Actor: Someone or something that uses the system to achieve a goal (user, person, other system, customer, etc.). You’ll want to make sure the actors here are the same users you outlined in the needs assessment. The actors are placed outside the large system rectangle.

1. Primary Actor: Initiates the use of the system. This user goes to the left of the large rectangle.
2. Secondary Actor: Responds to the user (another user such as a manager, system administrator, automated system, etc.). This user goes on the right side of the system.

Use Case: An action that accomplishes some task within the system (such as logging in, uploading images, interacting with the system, etc.). These are represented by ovals within the large triangle. All the actors (primary and secondary) must connect to each use case – you can’t have a “dangling” use case because it is not clear where the use case goes/how the user interacts with it. Add these in logical order, in the order that your actors interact with the geospatial design.

Association relationship: An arrow that is showing which/how the users interact with each use case. All actors have to interact with the use cases and there needs to be connections that visualize how the primary actors communicate with the secondary user, through the use cases. For example, if you have a geospatial app, both the primary and the secondary user needs to log in, so they will both have an association relationship with the “login” use case.

1. Include: A relationship that shows the “dependency” between a use case and an included use case. It occurs anytime a use case is executed and the included use case is immediate/automatically executed as well. For example, as the video shows, when a user enters their login information, the password is automatically “verified”, which is the included use case (it happens automatically when the actor clicks “login”).
2. Extend: A relationship between a use case and a use case that sometimes happens, but not every time a use case is executed. For example, if the user enters their login information, sometimes, but not all the time, the design will say “wrong password”. Additionally, if a user clicks on one “page” or screen, and another screen populates that allows the user to navigate to a second screen, the second screen is an “extend” relationship (because the user will sometimes, but not always navigate to that screen when using the design).

See Also the references below for some published literature showing other Use Case Diagrams. In Nepomuceno et al, 2022 see Figure 8: UML Use case diagram of remote inspection app.

In Abayon et al, 2023 see Figure 6: Use Case Diagram for visualizing the rental management system with GPS vehicle tracking.

References:

You will be working on a UML (Unified Modeling Language) Use Case Diagram to illustrate the system, actors, use cases, and relationships between all the individuals contributing/using your Geospatial design. A UML is similar to the model builder you can develop in ArcPro to show the steps in an analysis. It is also an excellent way to explain and show the design to someone that is not familiar with your project, since it provides a "blueprint" of the collaborators.

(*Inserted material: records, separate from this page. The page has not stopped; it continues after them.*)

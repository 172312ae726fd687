//! Best-effort decoding of `backgroundColor` strings.
//!
//! The viewer treats the value as opaque CSS; this only understands the common
//! hex and `rgb()`/`rgba()` forms plus a few names. Anything else is left to the
//! consumer.

use regex::Regex;
use std::sync::OnceLock;

/// An 8-bit RGB color with a unit alpha.
#[derive(Debug, Clone, Copy, PartialEq)]
pub struct Rgba {
    pub r: u8,
    pub g: u8,
    pub b: u8,
    pub a: f32,
}

impl Rgba {
    pub const fn opaque(r: u8, g: u8, b: u8) -> Self {
        Self { r, g, b, a: 1.0 }
    }
}

fn hex_regex() -> Option<&'static Regex> {
    static RE: OnceLock<Option<Regex>> = OnceLock::new();
    RE.get_or_init(|| {
        Regex::new(r"^#(?<digits>[0-9a-fA-F]{3,4}|[0-9a-fA-F]{6}|[0-9a-fA-F]{8})$").ok()
    })
    .as_ref()
}

fn functional_regex() -> Option<&'static Regex> {
    static RE: OnceLock<Option<Regex>> = OnceLock::new();
    RE.get_or_init(|| {
        Regex::new(
            r"(?i)^rgba?\(\s*(?<r>\d{1,3})\s*,\s*(?<g>\d{1,3})\s*,\s*(?<b>\d{1,3})\s*(?:,\s*(?<a>\d*\.?\d+)\s*)?\)$",
        )
        .ok()
    })
    .as_ref()
}

/// Parses a CSS color string.
pub fn parse_color(input: &str) -> Option<Rgba> {
    let input = input.trim();

    if let Some(caps) = hex_regex()?.captures(input) {
        return parse_hex(caps.name("digits")?.as_str());
    }

    if let Some(caps) = functional_regex()?.captures(input) {
        let r: u8 = caps.name("r")?.as_str().parse().ok()?;
        let g: u8 = caps.name("g")?.as_str().parse().ok()?;
        let b: u8 = caps.name("b")?.as_str().parse().ok()?;
        let a = match caps.name("a") {
            Some(alpha) => alpha.as_str().parse::<f32>().ok()?.clamp(0.0, 1.0),
            None => 1.0,
        };
        return Some(Rgba { r, g, b, a });
    }

    named_color(input)
}

fn parse_hex(digits: &str) -> Option<Rgba> {
    let channel = |i: usize, width: usize| -> Option<u8> {
        let value = u8::from_str_radix(digits.get(i * width..(i + 1) * width)?, 16).ok()?;
        // #abc is shorthand for #aabbcc
        Some(if width == 1 { value * 17 } else { value })
    };

    let width = if digits.len() <= 4 { 1 } else { 2 };
    let count = digits.len() / width;

    let a = if count == 4 {
        f32::from(channel(3, width)?) / 255.0
    } else {
        1.0
    };

    Some(Rgba {
        r: channel(0, width)?,
        g: channel(1, width)?,
        b: channel(2, width)?,
        a,
    })
}

fn named_color(name: &str) -> Option<Rgba> {
    let rgba = match name.to_ascii_lowercase().as_str() {
        "transparent" => Rgba {
            r: 0,
            g: 0,
            b: 0,
            a: 0.0,
        },
        "black" => Rgba::opaque(0, 0, 0),
        "white" => Rgba::opaque(255, 255, 255),
        "gray" | "grey" => Rgba::opaque(128, 128, 128),
        "red" => Rgba::opaque(255, 0, 0),
        "green" => Rgba::opaque(0, 128, 0),
        "blue" => Rgba::opaque(0, 0, 255),
        _ => return None,
    };
    Some(rgba)
}
use std::net::SocketAddr;

use axum::{routing::get, Router};
use tower_http::{cors::CorsLayer, trace::TraceLayer};

use crate::state::AppState;
use crate::{auth, dashboard, hr, profile, records, reference};

pub fn build_app(state: AppState) -> Router {
    Router::new()
        .nest(
            "/api/v1",
            Router::new()
                .merge(auth::router())
                .merge(profile::router())
                .merge(records::router())
                .merge(dashboard::router())
                .merge(hr::router())
                .merge(reference::router())
                .route("/health", get(|| async { "ok" })),
        )
        .with_state(state)
        .layer(CorsLayer::permissive())
        .layer(
            TraceLayer::new_for_http()
                .make_span_with(|req: &axum::http::Request<_>| {
                    let method = req.method().clone();
                    let uri = req.uri().clone();
                    tracing::info_span!("http_request", %method, uri = %uri)
                })
                .on_response(
                    |res: &axum::http::Response<_>,
                     _latency: std::time::Duration,
                     span: &tracing::Span| {
                        let status = res.status();
                        span.record("status", tracing::field::display(status));
                        if status.is_server_error() {
                            tracing::error!(%status, "response");
                        } else {
                            tracing::info!(%status, "response");
                        }
                    },
                ),
        )
}

pub async fn serve(app: Router) -> anyhow::Result<()> {
    let addr: SocketAddr = format!(
        "{}:{}",
        std::env::var("APP_HOST").unwrap_or_else(|_| "0.0.0.0".into()),
        std::env::var("APP_PORT").unwrap_or_else(|_| "8080".into())
    )
    .parse()?;

    tracing::info!("listening on {}", addr);
    let listener = tokio::net::TcpListener::bind(addr).await?;
    axum::serve(listener, app).await?;
    Ok(())
}
//! Profile-completion scoring. The score is derived state: it is recomputed
//! after every mutation that can change one of the facts below and persisted
//! onto the profile row, never accepted from the client.

use sqlx::{FromRow, PgPool};
use uuid::Uuid;

/// Presence facts the score is computed from. Pure data so the weighting
/// stays unit-testable without a database.
#[derive(Debug, Clone, Copy, Default, FromRow)]
pub struct CompletionFacts {
    pub has_email: bool,
    pub has_phone: bool,
    pub has_city: bool,
    pub has_headline: bool,
    pub has_date_of_birth: bool,
    pub has_photo: bool,
    pub has_summary: bool,
    pub has_resume: bool,
    pub has_employment_status: bool,
    pub has_experience_duration: bool,
    pub has_education: bool,
    pub has_work_experience: bool,
    pub has_skills: bool,
    pub has_preferred_locations: bool,
    pub has_job_preferences: bool,
    pub has_social_links: bool,
}

/// Total weight units: 12 single-unit facts plus 4 double-weight
/// collections, so a fully populated profile scores exactly 100.
pub const TOTAL_UNITS: i32 = 20;

pub fn score(facts: &CompletionFacts) -> i32 {
    let mut earned = 0;
    // Basic contact fields, one unit each.
    for present in [
        facts.has_email,
        facts.has_phone,
        facts.has_city,
        facts.has_headline,
        facts.has_date_of_birth,
        facts.has_photo,
        facts.has_summary,
        facts.has_resume,
        facts.has_employment_status,
        facts.has_experience_duration,
        facts.has_preferred_locations,
        facts.has_social_links,
    ] {
        if present {
            earned += 1;
        }
    }
    // Collections that carry real signal weigh double.
    for present in [
        facts.has_education,
        facts.has_work_experience,
        facts.has_skills,
        facts.has_job_preferences,
    ] {
        if present {
            earned += 2;
        }
    }
    (earned * 100 / TOTAL_UNITS).min(100)
}

pub async fn facts_for(db: &PgPool, profile_id: Uuid) -> anyhow::Result<Option<CompletionFacts>> {
    let facts = sqlx::query_as::<_, CompletionFacts>(
        r#"
        SELECT
            (p.email <> '')                         AS has_email,
            (p.phone <> '')                         AS has_phone,
            (p.current_city <> '')                  AS has_city,
            (p.headline <> '')                      AS has_headline,
            (p.date_of_birth IS NOT NULL)           AS has_date_of_birth,
            (p.photo_key IS NOT NULL)               AS has_photo,
            (p.summary <> '')                       AS has_summary,
            (p.resume_key IS NOT NULL)              AS has_resume,
            (p.employment_status IS NOT NULL)       AS has_employment_status,
            (p.total_experience_years > 0
             OR p.total_experience_months > 0)      AS has_experience_duration,
            EXISTS (SELECT 1 FROM education e
                     WHERE e.profile_id = p.id)     AS has_education,
            EXISTS (SELECT 1 FROM work_experience w
                     WHERE w.profile_id = p.id)     AS has_work_experience,
            EXISTS (SELECT 1 FROM skills s
                     WHERE s.profile_id = p.id)     AS has_skills,
            EXISTS (SELECT 1 FROM profile_preferred_locations l
                     WHERE l.profile_id = p.id)     AS has_preferred_locations,
            EXISTS (SELECT 1 FROM job_preferences j
                     WHERE j.profile_id = p.id)     AS has_job_preferences,
            EXISTS (SELECT 1 FROM social_links sl
                     WHERE sl.profile_id = p.id)    AS has_social_links
        FROM profiles p
        WHERE p.id = $1
        "#,
    )
    .bind(profile_id)
    .fetch_optional(db)
    .await?;
    Ok(facts)
}

/// Recompute the score from current facts and persist it. Returns the new
/// score, or 0 when the profile no longer exists (cascade delete race).
pub async fn recompute(db: &PgPool, profile_id: Uuid) -> anyhow::Result<i32> {
    let Some(facts) = facts_for(db, profile_id).await? else {
        return Ok(0);
    };
    let value = score(&facts);
    sqlx::query("UPDATE profiles SET completion = $2, updated_at = now() WHERE id = $1")
        .bind(profile_id)
        .bind(value)
        .execute(db)
        .await?;
    Ok(value)
}

#[cfg(test)]
mod tests {
    use super::*;

    fn full_facts() -> CompletionFacts {
        CompletionFacts {
            has_email: true,
            has_phone: true,
            has_city: true,
            has_headline: true,
            has_date_of_birth: true,
            has_photo: true,
            has_summary: true,
            has_resume: true,
            has_employment_status: true,
            has_experience_duration: true,
            has_education: true,
            has_work_experience: true,
            has_skills: true,
            has_preferred_locations: true,
            has_job_preferences: true,
            has_social_links: true,
        }
    }

    #[test]
    fn empty_profile_scores_zero() {
        assert_eq!(score(&CompletionFacts::default()), 0);
    }

    #[test]
    fn full_profile_scores_exactly_hundred() {
        // 12 single-unit facts + 4 double-weight collections = 20 of 20.
        assert_eq!(score(&full_facts()), 100);
    }

    #[test]
    fn basic_fields_score_one_unit_each() {
        let facts = CompletionFacts {
            has_email: true,
            has_phone: true,
            has_city: true,
            has_headline: true,
            ..Default::default()
        };
        assert_eq!(score(&facts), 4 * 100 / 20);
    }

    #[test]
    fn collections_weigh_double() {
        let facts = CompletionFacts {
            has_education: true,
            has_work_experience: true,
            has_skills: true,
            has_job_preferences: true,
            ..Default::default()
        };
        assert_eq!(score(&facts), 8 * 100 / 20);
    }

    #[test]
    fn score_is_monotonic_in_each_fact() {
        // Flipping any single fact on from an otherwise arbitrary baseline
        // must never lower the score.
        let baseline = CompletionFacts {
            has_email: true,
            has_skills: true,
            ..Default::default()
        };
        let base_score = score(&baseline);
        for i in 0..16 {
            let mut facts = baseline;
            let flags = [
                &mut facts.has_email,
                &mut facts.has_phone,
                &mut facts.has_city,
                &mut facts.has_headline,
                &mut facts.has_date_of_birth,
                &mut facts.has_photo,
                &mut facts.has_summary,
                &mut facts.has_resume,
                &mut facts.has_employment_status,
                &mut facts.has_experience_duration,
                &mut facts.has_education,
                &mut facts.has_work_experience,
                &mut facts.has_skills,
                &mut facts.has_preferred_locations,
                &mut facts.has_job_preferences,
                &mut facts.has_social_links,
            ];
            *flags[i] = true;
            assert!(score(&facts) >= base_score);
        }
    }

    #[test]
    fn score_stays_in_bounds() {
        assert!((0..=100).contains(&score(&CompletionFacts::default())));
        assert!((0..=100).contains(&score(&full_facts())));
    }
}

You will also be collaborating with your peers this week through a presentation of your project. The peer review is a way for you to assess the soundness, quality, and originality of your project. It also allows you to clarify your ideas as they are explained to classmates and learn from other’s work. It is an opportunity to provide evaluative and constructive feedback. You will experience active learning that involves actively engaging with other students and the course material through discussion.

This week, you will be working on two components of your project.

1. You will create a UML design illustrating the system, actors, use cases, and relationships between all the individuals contributing to your design. Then you will write a short explanation of the design.
2. You will meet with 2 peers in a Zoom meeting. You will provide a 10-minute presentation to your peers, and you will watch your peer's presentations. You will also provide kudos, suggestions, and comments to help your peers excel in their project. Be sure to use this time to develop a cohesive presentation and practice it so that you have a foundation for the mini-conference in modules 9 and 10.

When you are ready, move on to the Module 8 Term Project: UML Design and Lesson 8 Term Project: Peer Review Discussion.

In this module, you will be creating a 10-minute presentation to “pitch” your project proposal to a potential stakeholder. A stakeholder may be a hypothetical (or real) potential funder for your project and/or a boss/manager for requesting approval to begin the project. Either way, a stakeholder will be interested in understanding every component of your project, therefore, you should follow the organization outlined in your proposal.

You will also be completing an ESRI GeoAI training of your choice to understand how you can use ESRI machine learning models. Machine learning models can be used with a variety of data including population data, climate change, demographics, crime, and many other datasets. Therefore, it has applications to virtually any geospatial discipline.

Assignments

Creating PowerPoint (or other presentation software) slides is an art and it is important to make your presentation slides "catching" so your viewers stay engaged throughout the whole presentation. As you design slides, consider these factors (also see Style for Students).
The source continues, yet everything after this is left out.